(RECORDS SUPPLIED)
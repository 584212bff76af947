pub mod normals;
pub mod triangle;

use crate::vec3::Vec3;
use std::path::Path;

pub use triangle::Triangle;

/// Raw mesh as handed over by the loader: a shared vertex-position table and
/// faces as index triples into it. Shared-vertex identity is what makes
/// normal averaging possible, so indices are kept as-is until baking.
pub struct Mesh {
    pub vertices: Vec<Vec3>,
    pub faces: Vec<[usize; 3]>,
}

impl Mesh {
    pub fn new(vertices: Vec<Vec3>, faces: Vec<[usize; 3]>) -> Self {
        Self { vertices, faces }
    }

    pub fn from_obj(path: &str) -> Result<Self, Box<dyn std::error::Error>> {
        let load_options = tobj::LoadOptions {
            triangulate: true,
            ..Default::default()
        };
        let (models, _) = tobj::load_obj(Path::new(path), &load_options)?;
        if models.is_empty() {
            return Err(format!("No models found in OBJ file: {}", path).into());
        }

        let mut vertices = Vec::new();
        let mut faces = Vec::new();

        for model in models {
            let mesh = model.mesh;
            if mesh.indices.is_empty() || mesh.positions.is_empty() {
                println!(
                    "Warning: Model '{}' in '{}' has no indices or positions. Skipping.",
                    model.name, path
                );
                continue;
            }
            if mesh.positions.len() % 3 != 0 {
                return Err(format!(
                    "Invalid position data length in model '{}' in '{}'",
                    model.name, path
                )
                .into());
            }
            if mesh.indices.len() % 3 != 0 {
                return Err(format!(
                    "Invalid index data length in model '{}' in '{}'",
                    model.name, path
                )
                .into());
            }

            let base = vertices.len();
            let model_vertex_count = mesh.positions.len() / 3;
            for i in 0..model_vertex_count {
                let idx = i * 3;
                vertices.push(Vec3::new(
                    mesh.positions[idx],
                    mesh.positions[idx + 1],
                    mesh.positions[idx + 2],
                ));
            }

            for tri in mesh.indices.chunks_exact(3) {
                let v0 = tri[0] as usize;
                let v1 = tri[1] as usize;
                let v2 = tri[2] as usize;

                if v0 >= model_vertex_count || v1 >= model_vertex_count || v2 >= model_vertex_count
                {
                    eprintln!(
                        "Warning: Vertex index out of bounds (max={}) in OBJ file '{}'. Indices: ({}, {}, {}). Skipping triangle.",
                        model_vertex_count.saturating_sub(1),
                        path,
                        v0,
                        v1,
                        v2
                    );
                    continue;
                }

                faces.push([base + v0, base + v1, base + v2]);
            }
        }

        if faces.is_empty() {
            return Err(format!("No triangles loaded from OBJ file: {}", path).into());
        }

        Ok(Self::new(vertices, faces))
    }

    /// Bake shared-vertex data into per-triangle copies: every triangle gets
    /// its own positions and normals, index-for-index.
    ///
    /// `vertex_normals` must be a table parallel to `vertices`, typically
    /// from [`normals::vertex_normals`].
    pub fn bake(&self, vertex_normals: &[Vec3]) -> Vec<Triangle> {
        self.faces
            .iter()
            .map(|face| {
                Triangle::new(
                    [
                        self.vertices[face[0]],
                        self.vertices[face[1]],
                        self.vertices[face[2]],
                    ],
                    [
                        vertex_normals[face[0]],
                        vertex_normals[face[1]],
                        vertex_normals[face[2]],
                    ],
                )
            })
            .collect()
    }
}

#[cfg(test)]
mod tests {
    use super::*;
    use normals::vertex_normals;

    #[test]
    fn bake_copies_attributes_index_for_index() {
        let vertices = vec![
            Vec3::ZERO,
            Vec3::new(1.0, 0.0, 0.0),
            Vec3::new(0.0, 1.0, 0.0),
        ];
        let mesh = Mesh::new(vertices.clone(), vec![[2, 0, 1]]);
        let normals = vertex_normals(&mesh.vertices, &mesh.faces);
        let triangles = mesh.bake(&normals);

        assert_eq!(triangles.len(), 1);
        let tri = &triangles[0];
        assert!((tri.positions[0] - vertices[2]).length() < 1e-6);
        assert!((tri.positions[1] - vertices[0]).length() < 1e-6);
        assert!((tri.positions[2] - vertices[1]).length() < 1e-6);
        for n in &tri.normals {
            assert!((n.length() - 1.0).abs() < 1e-5);
        }
    }
}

(DIRECTIONS FOR THIS TASK)
Looking at the records, how many of the lines contain the string "Invalid"? Only the number should be given.

(TASK OUTPUT)
2